#### [WHAT TO PRODUCE]
Extract from the entries below, exactly as given, only the lines from the line containing "LifecycleEvent::Sign if !record.is_creator(actor)" to the line containing "persists the returned", both lines included.

[Stored data]
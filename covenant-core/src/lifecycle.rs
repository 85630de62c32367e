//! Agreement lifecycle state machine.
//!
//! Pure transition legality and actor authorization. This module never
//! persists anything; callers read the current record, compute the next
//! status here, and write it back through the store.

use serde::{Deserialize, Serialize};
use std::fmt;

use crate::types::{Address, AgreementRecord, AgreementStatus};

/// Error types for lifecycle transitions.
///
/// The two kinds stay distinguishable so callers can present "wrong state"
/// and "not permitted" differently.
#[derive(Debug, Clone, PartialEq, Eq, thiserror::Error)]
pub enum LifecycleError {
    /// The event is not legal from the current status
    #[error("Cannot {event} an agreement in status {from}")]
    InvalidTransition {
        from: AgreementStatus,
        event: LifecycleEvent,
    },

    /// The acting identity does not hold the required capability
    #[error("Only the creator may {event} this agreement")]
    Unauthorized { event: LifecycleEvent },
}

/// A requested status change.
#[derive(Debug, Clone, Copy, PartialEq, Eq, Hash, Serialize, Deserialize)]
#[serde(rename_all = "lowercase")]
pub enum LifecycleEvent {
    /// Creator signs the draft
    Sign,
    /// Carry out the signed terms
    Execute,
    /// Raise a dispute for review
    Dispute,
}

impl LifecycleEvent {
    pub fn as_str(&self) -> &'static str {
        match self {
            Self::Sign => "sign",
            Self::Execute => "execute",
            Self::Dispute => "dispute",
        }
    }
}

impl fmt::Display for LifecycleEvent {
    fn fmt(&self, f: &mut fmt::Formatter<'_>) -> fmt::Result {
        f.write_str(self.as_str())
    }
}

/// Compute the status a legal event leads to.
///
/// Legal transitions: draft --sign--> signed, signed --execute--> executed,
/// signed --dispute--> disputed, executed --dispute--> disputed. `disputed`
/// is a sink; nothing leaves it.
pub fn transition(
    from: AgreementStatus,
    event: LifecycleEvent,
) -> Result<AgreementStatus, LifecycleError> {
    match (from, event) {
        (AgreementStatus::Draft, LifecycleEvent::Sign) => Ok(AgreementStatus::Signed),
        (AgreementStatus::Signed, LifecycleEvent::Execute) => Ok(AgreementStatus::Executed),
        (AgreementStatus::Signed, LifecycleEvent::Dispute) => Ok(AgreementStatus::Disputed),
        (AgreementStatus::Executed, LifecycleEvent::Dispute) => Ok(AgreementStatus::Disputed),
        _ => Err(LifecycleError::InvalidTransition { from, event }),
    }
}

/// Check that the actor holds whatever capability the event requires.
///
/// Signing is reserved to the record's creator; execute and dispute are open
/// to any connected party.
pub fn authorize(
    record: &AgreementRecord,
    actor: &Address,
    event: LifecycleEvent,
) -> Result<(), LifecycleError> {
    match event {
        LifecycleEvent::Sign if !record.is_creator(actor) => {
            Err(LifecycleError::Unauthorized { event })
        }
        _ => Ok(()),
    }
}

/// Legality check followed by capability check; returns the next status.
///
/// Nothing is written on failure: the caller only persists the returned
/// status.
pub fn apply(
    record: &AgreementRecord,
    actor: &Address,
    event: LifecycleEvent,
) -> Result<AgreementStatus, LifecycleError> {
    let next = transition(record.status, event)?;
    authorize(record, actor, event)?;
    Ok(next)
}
---
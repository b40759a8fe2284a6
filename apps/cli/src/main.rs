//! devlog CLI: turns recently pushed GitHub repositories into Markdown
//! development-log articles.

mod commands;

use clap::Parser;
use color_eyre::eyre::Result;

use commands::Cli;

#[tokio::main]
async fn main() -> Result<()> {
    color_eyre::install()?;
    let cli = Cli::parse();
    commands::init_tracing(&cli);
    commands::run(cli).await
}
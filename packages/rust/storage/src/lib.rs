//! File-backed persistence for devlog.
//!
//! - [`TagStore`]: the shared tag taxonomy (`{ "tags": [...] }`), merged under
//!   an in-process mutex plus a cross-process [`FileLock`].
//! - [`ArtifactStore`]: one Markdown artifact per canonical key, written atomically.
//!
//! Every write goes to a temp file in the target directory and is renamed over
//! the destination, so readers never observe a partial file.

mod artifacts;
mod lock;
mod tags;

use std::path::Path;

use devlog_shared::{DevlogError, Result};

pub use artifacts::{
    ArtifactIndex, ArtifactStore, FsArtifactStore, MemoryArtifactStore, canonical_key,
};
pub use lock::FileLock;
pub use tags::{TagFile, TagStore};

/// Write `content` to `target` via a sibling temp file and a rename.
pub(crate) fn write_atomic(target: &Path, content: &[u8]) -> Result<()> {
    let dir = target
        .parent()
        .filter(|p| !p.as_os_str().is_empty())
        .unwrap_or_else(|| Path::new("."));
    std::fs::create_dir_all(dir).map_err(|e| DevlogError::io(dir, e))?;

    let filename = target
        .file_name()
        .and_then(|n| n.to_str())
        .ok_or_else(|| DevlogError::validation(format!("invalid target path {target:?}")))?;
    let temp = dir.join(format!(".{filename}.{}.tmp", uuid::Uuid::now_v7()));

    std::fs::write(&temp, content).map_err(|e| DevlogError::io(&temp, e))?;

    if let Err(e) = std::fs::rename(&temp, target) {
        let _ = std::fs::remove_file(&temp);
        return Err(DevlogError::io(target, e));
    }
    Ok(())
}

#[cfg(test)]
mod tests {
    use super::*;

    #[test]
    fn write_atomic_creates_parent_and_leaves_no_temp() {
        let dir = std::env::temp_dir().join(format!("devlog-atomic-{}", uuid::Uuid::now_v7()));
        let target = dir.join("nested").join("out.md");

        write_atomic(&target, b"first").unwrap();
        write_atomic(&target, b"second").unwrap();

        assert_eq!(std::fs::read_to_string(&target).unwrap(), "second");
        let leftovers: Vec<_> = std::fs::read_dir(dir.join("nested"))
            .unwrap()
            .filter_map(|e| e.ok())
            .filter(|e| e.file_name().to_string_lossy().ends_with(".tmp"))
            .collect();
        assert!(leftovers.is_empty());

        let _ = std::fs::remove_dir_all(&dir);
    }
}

#### [RESULT OF THE EXERCISE]
        LifecycleEvent::Sign if !record.is_creator(actor) => {
            Err(LifecycleError::Unauthorized { event })
        }
        _ => Ok(()),
    }
}

/// Legality check followed by capability check; returns the next status.
///
/// Nothing is written on failure: the caller only persists the returned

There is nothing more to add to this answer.